Fue de noche y quise volver a casa. Papá y mamá ya deberían haber
notado mi ausencia y me estarían buscando en cada rincón del mundo. El pequeño
me decía que no y sacaba chupetas de sus bolsillitos, con las que conseguía que
yo cambiara de opinión. Me decía que el viaje no terminaba en casa, no. Nuestro
destino era otro y solo él lo conocía, solo de su mano podría llegar hasta
allá. Sin embargo, fue tanta mi insistencia que él accedió a que tomáramos el
camino de regreso. Nos vinimos cantando y riendo, pero ya me voy a callar
porque no puedo hacer tanto ruido al entrar.
La sala está vacía y no sé dónde están mis papás. En el cuarto,
quizás. No, aquí no hay nadie. Escucho sollozos que provienen del segundo piso.

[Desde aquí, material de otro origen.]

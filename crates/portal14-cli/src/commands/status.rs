use portal14_core::{Config, Countdown, Experience, PhaseController, ThreadSource};

use super::{environment, open_store, parse_now};

/// Start a controller at `now` and print its first frame.
pub fn status(now: Option<String>) -> Result<(), Box<dyn std::error::Error>> {
    let now = parse_now(now.as_deref())?;
    let config = Config::load_or_default();
    let env = environment(&config.accessibility, false, false);
    let mut ctl = PhaseController::from_config(&config, env, open_store(), ThreadSource)?;
    ctl.start(now);
    let snapshot = ctl.snapshot();
    ctl.teardown();
    println!("{}", serde_json::to_string_pretty(&snapshot)?);
    Ok(())
}

pub fn countdown(now: Option<String>) -> Result<(), Box<dyn std::error::Error>> {
    let now = parse_now(now.as_deref())?;
    let config = Config::load_or_default();
    let experience = Experience::from_config(&config.experience)?;
    let countdown = Countdown::until(now, experience.target);
    let json = serde_json::json!({
        "countdown": countdown,
        "display": countdown.display(),
        "unlocked": countdown.is_complete(),
        "target": experience.target,
    });
    println!("{}", serde_json::to_string_pretty(&json)?);
    Ok(())
}
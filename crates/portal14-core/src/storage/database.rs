//! SQLite-backed flag store.
//!
//! One `kv` table of string keys and values, living at
//! `~/.config/portal14/portal14.db`.

use std::path::Path;

use rusqlite::{params, Connection};

use super::{data_dir, FlagStore};
use crate::error::StorageError;

pub struct Database {
    conn: Connection,
}

impl Database {
    /// Open the database in the data directory.
    ///
    /// Creates the database file and schema if they don't exist.
    ///
    /// # Errors
    /// Returns an error if the directory, file or schema cannot be created.
    pub fn open() -> Result<Self, StorageError> {
        let dir = data_dir().map_err(|e| StorageError::Unavailable(e.to_string()))?;
        Self::open_at(&dir.join("portal14.db"))
    }

    /// Open the database at an explicit path.
    pub fn open_at(path: &Path) -> Result<Self, StorageError> {
        let conn = Connection::open(path).map_err(|source| StorageError::OpenFailed {
            path: path.to_path_buf(),
            source,
        })?;
        let db = Self { conn };
        db.migrate()?;
        Ok(db)
    }

    /// Open an in-memory database.
    pub fn open_memory() -> Result<Self, StorageError> {
        let conn = Connection::open_in_memory()?;
        let db = Self { conn };
        db.migrate()?;
        Ok(db)
    }

    fn migrate(&self) -> Result<(), rusqlite::Error> {
        self.conn.execute_batch(
            "CREATE TABLE IF NOT EXISTS kv (
                key   TEXT PRIMARY KEY,
                value TEXT NOT NULL
            );",
        )?;
        Ok(())
    }

    /// Get a value from the kv store.
    pub fn kv_get(&self, key: &str) -> Result<Option<String>, rusqlite::Error> {
        let mut stmt = self.conn.prepare("SELECT value FROM kv WHERE key = ?1")?;
        let result = stmt.query_row(params![key], |row| row.get::<_, String>(0));
        match result {
            Ok(v) => Ok(Some(v)),
            Err(rusqlite::Error::QueryReturnedNoRows) => Ok(None),
            Err(e) => Err(e),
        }
    }

    /// Set a value in the kv store.
    pub fn kv_set(&self, key: &str, value: &str) -> Result<(), rusqlite::Error> {
        self.conn.execute(
            "INSERT OR REPLACE INTO kv (key, value) VALUES (?1, ?2)",
            params![key, value],
        )?;
        Ok(())
    }

    pub fn kv_delete(&self, key: &str) -> Result<(), rusqlite::Error> {
        self.conn.execute("DELETE FROM kv WHERE key = ?1", params![key])?;
        Ok(())
    }
}

impl FlagStore for Database {
    fn get(&self, key: &str) -> Result<Option<String>, StorageError> {
        Ok(self.kv_get(key)?)
    }

    fn set(&self, key: &str, value: &str) -> Result<(), StorageError> {
        Ok(self.kv_set(key, value)?)
    }

    fn remove(&self, key: &str) -> Result<(), StorageError> {
        Ok(self.kv_delete(key)?)
    }
}
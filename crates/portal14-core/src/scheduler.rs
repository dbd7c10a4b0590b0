//! Cooperative single-threaded timer scheduler.
//!
//! Like the rest of the core it owns no thread and never sleeps. The caller
//! passes the current instant to [`Scheduler::pop_due`] and fires whatever
//! comes back, one timer at a time, so a firing timer may cancel or schedule
//! others before the next one is considered.
//!
//! Every timer carries a [`Scope`]. Cancelling a scope releases all of its
//! timers at once, which is how phase exits and panel closes make sure no
//! stale callback outlives its owner.

use chrono::{DateTime, Duration, Utc};
use serde::{Deserialize, Serialize};

use crate::phase::Phase;

/// Owner tag for a timer.
#[derive(Debug, Clone, Copy, PartialEq, Eq, Hash, Serialize, Deserialize)]
#[serde(tag = "kind", content = "phase", rename_all = "snake_case")]
pub enum Scope {
    /// Lives exactly as long as the given phase.
    Phase(Phase),
    /// Lives while the letter panel is open.
    Letter,
}

#[derive(Debug, Clone, Copy, PartialEq, Eq, PartialOrd, Ord, Hash, Serialize, Deserialize)]
pub struct TimerId(u64);

/// A timer that came due.
#[derive(Debug, Clone, PartialEq)]
pub struct Fired<A> {
    pub id: TimerId,
    pub scope: Scope,
    /// Instant the timer was due, not the instant it was polled.
    pub due: DateTime<Utc>,
    pub action: A,
}

#[derive(Debug, Clone)]
struct Timer<A> {
    id: TimerId,
    scope: Scope,
    due: DateTime<Utc>,
    period: Option<Duration>,
    action: A,
}

#[derive(Debug, Clone)]
pub struct Scheduler<A> {
    next_id: u64,
    timers: Vec<Timer<A>>,
}

impl<A> Default for Scheduler<A> {
    fn default() -> Self {
        Self {
            next_id: 0,
            timers: Vec::new(),
        }
    }
}

impl<A: Clone> Scheduler<A> {
    pub fn new() -> Self {
        Self::default()
    }

    /// Fire `action` once, `delay` after `now`.
    pub fn once(&mut self, scope: Scope, now: DateTime<Utc>, delay: Duration, action: A) -> TimerId {
        self.push(scope, now + delay.max(Duration::zero()), None, action)
    }

    /// Fire `action` every `period`, first at `now + period`.
    ///
    /// A zero period is bumped to one millisecond.
    pub fn every(&mut self, scope: Scope, now: DateTime<Utc>, period: Duration, action: A) -> TimerId {
        let period = period.max(Duration::milliseconds(1));
        self.push(scope, now + period, Some(period), action)
    }

    fn push(&mut self, scope: Scope, due: DateTime<Utc>, period: Option<Duration>, action: A) -> TimerId {
        let id = TimerId(self.next_id);
        self.next_id += 1;
        self.timers.push(Timer {
            id,
            scope,
            due,
            period,
            action,
        });
        id
    }

    /// Cancel one timer. Returns false if it already fired or was cancelled.
    pub fn cancel(&mut self, id: TimerId) -> bool {
        let before = self.timers.len();
        self.timers.retain(|t| t.id != id);
        self.timers.len() != before
    }

    /// Cancel every timer owned by `scope`, returning how many were live.
    pub fn cancel_scope(&mut self, scope: Scope) -> usize {
        let before = self.timers.len();
        self.timers.retain(|t| t.scope != scope);
        before - self.timers.len()
    }

    /// Cancel everything.
    pub fn clear(&mut self) {
        self.timers.clear();
    }

    pub fn is_live(&self, id: TimerId) -> bool {
        self.timers.iter().any(|t| t.id == id)
    }

    pub fn len(&self) -> usize {
        self.timers.len()
    }

    pub fn is_empty(&self) -> bool {
        self.timers.is_empty()
    }

    pub fn scope_len(&self, scope: Scope) -> usize {
        self.timers.iter().filter(|t| t.scope == scope).count()
    }

    /// Earliest pending due instant.
    pub fn next_due(&self) -> Option<DateTime<Utc>> {
        self.timers.iter().map(|t| t.due).min()
    }

    /// Take the earliest timer due at or before `now`. Ties go to the timer
    /// scheduled first.
    ///
    /// A one-shot timer is removed. An interval is re-armed on its period
    /// grid; periods it fell behind on are coalesced into this one firing.
    pub fn pop_due(&mut self, now: DateTime<Utc>) -> Option<Fired<A>> {
        let idx = self
            .timers
            .iter()
            .enumerate()
            .filter(|(_, t)| t.due <= now)
            .min_by_key(|(_, t)| (t.due, t.id))
            .map(|(i, _)| i)?;

        match self.timers[idx].period {
            None => {
                let t = self.timers.swap_remove(idx);
                Some(Fired {
                    id: t.id,
                    scope: t.scope,
                    due: t.due,
                    action: t.action,
                })
            }
            Some(period) => {
                let t = &mut self.timers[idx];
                let due = t.due;
                let period_ms = period.num_milliseconds().max(1);
                let behind_ms = (now - due).num_milliseconds();
                let skipped = behind_ms / period_ms;
                t.due = due + Duration::milliseconds(period_ms * (skipped + 1));
                Some(Fired {
                    id: t.id,
                    scope: t.scope,
                    due,
                    action: t.action.clone(),
                })
            }
        }
    }
}

#[cfg(test)]
mod tests {
    use super::*;
    use chrono::TimeZone;

    fn t0() -> DateTime<Utc> {
        Utc.with_ymd_and_hms(2026, 2, 1, 12, 0, 0).unwrap()
    }

    fn ms(n: i64) -> Duration {
        Duration::milliseconds(n)
    }

    fn drain(s: &mut Scheduler<&'static str>, now: DateTime<Utc>) -> Vec<&'static str> {
        let mut out = Vec::new();
        while let Some(f) = s.pop_due(now) {
            out.push(f.action);
        }
        out
    }

    #[test]
    fn once_fires_a_single_time() {
        let mut s = Scheduler::new();
        s.once(Scope::Phase(Phase::Loading), t0(), ms(100), "go");
        assert!(drain(&mut s, t0() + ms(99)).is_empty());
        assert_eq!(drain(&mut s, t0() + ms(100)), ["go"]);
        assert!(drain(&mut s, t0() + ms(1000)).is_empty());
        assert!(s.is_empty());
    }

    #[test]
    fn fires_in_due_order_then_schedule_order() {
        let mut s = Scheduler::new();
        let scope = Scope::Phase(Phase::Loading);
        s.once(scope, t0(), ms(20), "c");
        s.once(scope, t0(), ms(10), "a");
        s.once(scope, t0(), ms(10), "b");
        assert_eq!(drain(&mut s, t0() + ms(20)), ["a", "b", "c"]);
    }

    #[test]
    fn negative_delay_is_clamped_to_now() {
        let mut s = Scheduler::new();
        let scope = Scope::Phase(Phase::Loading);
        s.once(scope, t0(), ms(0), "first");
        s.once(scope, t0(), ms(-5), "late");
        assert_eq!(s.next_due(), Some(t0()));
        assert!(drain(&mut s, t0() - ms(1)).is_empty());
        assert_eq!(drain(&mut s, t0()), ["first", "late"]);
    }

    #[test]
    fn interval_rearms_on_grid() {
        let mut s = Scheduler::new();
        s.every(Scope::Letter, t0(), ms(30), "tick");
        assert_eq!(drain(&mut s, t0() + ms(30)), ["tick"]);
        assert_eq!(drain(&mut s, t0() + ms(59)), Vec::<&str>::new());
        assert_eq!(drain(&mut s, t0() + ms(60)), ["tick"]);
        assert_eq!(s.next_due(), Some(t0() + ms(90)));
    }

    #[test]
    fn interval_coalesces_missed_periods() {
        let mut s = Scheduler::new();
        s.every(Scope::Letter, t0(), ms(10), "tick");
        assert_eq!(drain(&mut s, t0() + ms(95)), ["tick"]);
        assert_eq!(s.next_due(), Some(t0() + ms(100)));
    }

    #[test]
    fn cancel_scope_only_touches_that_scope() {
        let mut s = Scheduler::new();
        s.every(Scope::Phase(Phase::Loading), t0(), ms(10), "loading");
        s.once(Scope::Phase(Phase::Loading), t0(), ms(50), "lock");
        s.every(Scope::Letter, t0(), ms(10), "letter");
        assert_eq!(s.cancel_scope(Scope::Phase(Phase::Loading)), 2);
        assert_eq!(drain(&mut s, t0() + ms(10)), ["letter"]);
    }

    #[test]
    fn cancel_single_timer() {
        let mut s = Scheduler::new();
        let id = s.once(Scope::Letter, t0(), ms(10), "x");
        assert!(s.is_live(id));
        assert!(s.cancel(id));
        assert!(!s.cancel(id));
        assert!(drain(&mut s, t0() + ms(10)).is_empty());
    }
}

Las plantas de mis pies no hacen ruido en el suelo, así está mejor. La puerta
de mi cuarto está entreabierta y juro haberla dejado cerrada. A ver, debo ser
cuidadosa. Miro por la rendija y encuentro el origen de los llantos. Entro y me
doy cuenta de que es a mí a quien lloran, pero no entiendo por qué estoy
tendida en la cama con los labios pálidos y los ojos cerrados.
-Estoy aquí, papá. Mírame, soy yo quien te habla, soy yo quien te
toca. Papá, ¿no me escuchas, papá? Atiéndeme, papi. No me llores, no grites
más. No, no. No digas eso que yo no quiero que te mueras, no ahora. ¿Papá?

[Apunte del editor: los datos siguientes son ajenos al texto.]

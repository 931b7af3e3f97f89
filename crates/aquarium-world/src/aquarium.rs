//! The aquarium: a tank with a cleanliness level and an ordered list of fish.

use crate::fish::{Fish, TickOutcome};
use aquarium_core::{Error, Result, Status, MAX_CLEANLINESS, MIN_CLEANLINESS};
use rand::SeedableRng;
use rand_chacha::ChaCha8Rng;
use serde::{Deserialize, Serialize};
use std::fmt;
use tracing::debug;

#[derive(Debug, Clone)]
pub struct Aquarium {
    cleanliness: i32,
    fish: Vec<Fish>,
    rng: ChaCha8Rng,
}

/// Summary of one aquarium tick
#[derive(Debug, Clone, Copy, Default, PartialEq, Eq)]
pub struct TickReport {
    pub cleanliness: i32,
    pub grown: usize,
    pub starved: usize,
}

/// Point-in-time statistics over the tank
#[derive(Debug, Clone, Default, Serialize, Deserialize)]
pub struct TankStats {
    pub cleanliness: i32,
    pub total_fish: usize,
    pub alive: usize,
    pub dead: usize,
    pub avg_hunger: f64,
    pub avg_size: f64,
    pub max_size: i32,
}

impl Aquarium {
    /// A clean, empty tank with an entropy-seeded random source
    pub fn new() -> Self {
        Self::with_rng(ChaCha8Rng::from_entropy())
    }

    /// A clean, empty tank with a deterministic random source
    pub fn seeded(seed: u64) -> Self {
        Self::with_rng(ChaCha8Rng::seed_from_u64(seed))
    }

    pub fn with_rng(rng: ChaCha8Rng) -> Self {
        Self {
            cleanliness: MAX_CLEANLINESS,
            fish: Vec::new(),
            rng,
        }
    }

    pub fn with_cleanliness(cleanliness: i32) -> Result<Self> {
        Self::from_parts(cleanliness, ChaCha8Rng::from_entropy())
    }

    /// An empty tank with the given cleanliness and random source
    pub fn from_parts(cleanliness: i32, rng: ChaCha8Rng) -> Result<Self> {
        if !(MIN_CLEANLINESS..=MAX_CLEANLINESS).contains(&cleanliness) {
            return Err(Error::InvalidAquariumCleanliness(cleanliness));
        }

        Ok(Self {
            cleanliness,
            fish: Vec::new(),
            rng,
        })
    }

    pub fn cleanliness(&self) -> i32 {
        self.cleanliness
    }

    pub fn fish(&self) -> &[Fish] {
        &self.fish
    }

    pub fn fish_mut(&mut self, index: usize) -> Option<&mut Fish> {
        self.fish.get_mut(index)
    }

    pub(crate) fn rng_mut(&mut self) -> &mut ChaCha8Rng {
        &mut self.rng
    }

    pub fn len(&self) -> usize {
        self.fish.len()
    }

    pub fn is_empty(&self) -> bool {
        self.fish.is_empty()
    }

    pub fn has_any_alive(&self) -> bool {
        self.fish.iter().any(|fish| fish.is_alive())
    }

    pub fn has_any_dead(&self) -> bool {
        self.fish.iter().any(|fish| fish.status() == Status::Dead)
    }

    pub fn alive_count(&self) -> usize {
        self.fish.iter().filter(|fish| fish.is_alive()).count()
    }

    pub fn dead_count(&self) -> usize {
        self.fish.len() - self.alive_count()
    }

    /// The most recently added fish, if any
    pub fn last_fish(&self) -> Option<&Fish> {
        self.fish.last()
    }

    pub fn last_fish_mut(&mut self) -> Option<&mut Fish> {
        self.fish.last_mut()
    }

    pub fn add_fish(&mut self, fish: Fish) {
        self.fish.push(fish);
    }

    /// Add a new default fish (size 1, hunger 2, alive, full growth timer, unnamed)
    pub fn add_default_fish(&mut self) -> &mut Fish {
        let fish = Fish::hatchling(&mut self.rng);
        self.fish.push(fish);
        let last = self.fish.len() - 1;
        &mut self.fish[last]
    }

    /// Construct an unnamed fish with explicit parameters and add it
    pub fn add_fish_with(
        &mut self,
        size: i32,
        hunger: i32,
        status: Status,
        growth_timer: i32,
    ) -> Result<()> {
        let fish = Fish::new(size, hunger, status, growth_timer, None, &mut self.rng)?;
        self.fish.push(fish);
        Ok(())
    }

    /// Advance the tank by one lifecycle tick: the water gets dirtier and every
    /// fish gets hungrier.
    pub fn tick(&mut self) -> TickReport {
        self.cleanliness = (self.cleanliness - 1).max(MIN_CLEANLINESS);

        let mut report = TickReport {
            cleanliness: self.cleanliness,
            ..Default::default()
        };

        for (index, fish) in self.fish.iter_mut().enumerate() {
            match fish.tick() {
                TickOutcome::Starved => {
                    report.starved += 1;
                    debug!(
                        event = "fish_starved",
                        index = index,
                        name = fish.name().unwrap_or("none"),
                        size = fish.size(),
                        "Fish starved"
                    );
                }
                TickOutcome::Grew => {
                    report.grown += 1;
                    debug!(
                        event = "fish_grew",
                        index = index,
                        name = fish.name().unwrap_or("none"),
                        size = fish.size(),
                        "Fish grew"
                    );
                }
                TickOutcome::Aged | TickOutcome::Unchanged => {}
            }
        }

        report
    }

    pub fn feed_all(&mut self) {
        for fish in &mut self.fish {
            fish.feed();
        }
    }

    /// Refill the tank with clean water and discard dead fish.
    ///
    /// Returns the number of fish removed. Survivors keep their relative order.
    pub fn clean(&mut self) -> usize {
        self.cleanliness = MAX_CLEANLINESS;

        let before = self.fish.len();
        self.fish = std::mem::take(&mut self.fish)
            .into_iter()
            .filter(|fish| fish.is_alive())
            .collect();
        let removed = before - self.fish.len();

        if removed > 0 {
            debug!(event = "dead_fish_removed", removed = removed, "Cleaned tank");
        }
        removed
    }

    /// Advance every fish by one motion step
    pub fn update_coordinates(&mut self) {
        for fish in &mut self.fish {
            fish.update_coordinate(&mut self.rng);
        }
    }

    pub fn stats(&self) -> TankStats {
        let total_fish = self.fish.len();
        let alive = self.alive_count();

        let (avg_hunger, avg_size) = if total_fish > 0 {
            let hunger: i64 = self.fish.iter().map(|f| f.hunger() as i64).sum();
            let size: i64 = self.fish.iter().map(|f| f.size() as i64).sum();
            (
                hunger as f64 / total_fish as f64,
                size as f64 / total_fish as f64,
            )
        } else {
            (0.0, 0.0)
        };

        TankStats {
            cleanliness: self.cleanliness,
            total_fish,
            alive,
            dead: total_fish - alive,
            avg_hunger,
            avg_size,
            max_size: self.fish.iter().map(|f| f.size()).max().unwrap_or(0),
        }
    }
}

impl Default for Aquarium {
    fn default() -> Self {
        Self::new()
    }
}

impl fmt::Display for Aquarium {
    fn fmt(&self, f: &mut fmt::Formatter<'_>) -> fmt::Result {
        write!(
            f,
            "Aquarium numFish={} cleanliness={}",
            self.fish.len(),
            self.cleanliness
        )?;
        for fish in &self.fish {
            write!(f, "\n{}", fish)?;
        }
        Ok(())
    }
}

En la puerta está el pequeño esperándome y me hace señas de que me
vaya con él. No puedo hacer más que salir y dejarlos ahí, dejarnos ahí. Lo
último que escucho es que alguien dice que mi sistema nervioso no pudo resistir
todos los sedantes y colapsó esa tarde. Entiendo entonces que mi cuerpo y yo ya
somos algo distinto, y que solo aquel niño puede verme y sentirme. Pasé una
tarde con la muerte, una muerte tan dulce y divertida como nadie puede
imaginársela. Ahora debo irme con ella, debo dejarlos y dejarme tendida en una
cama donde está mi cuerpo que tiene mi cabeza donde esas miles de personitas me
decían que yo era una niña buena y que debía hacer lo que ellas me pedían.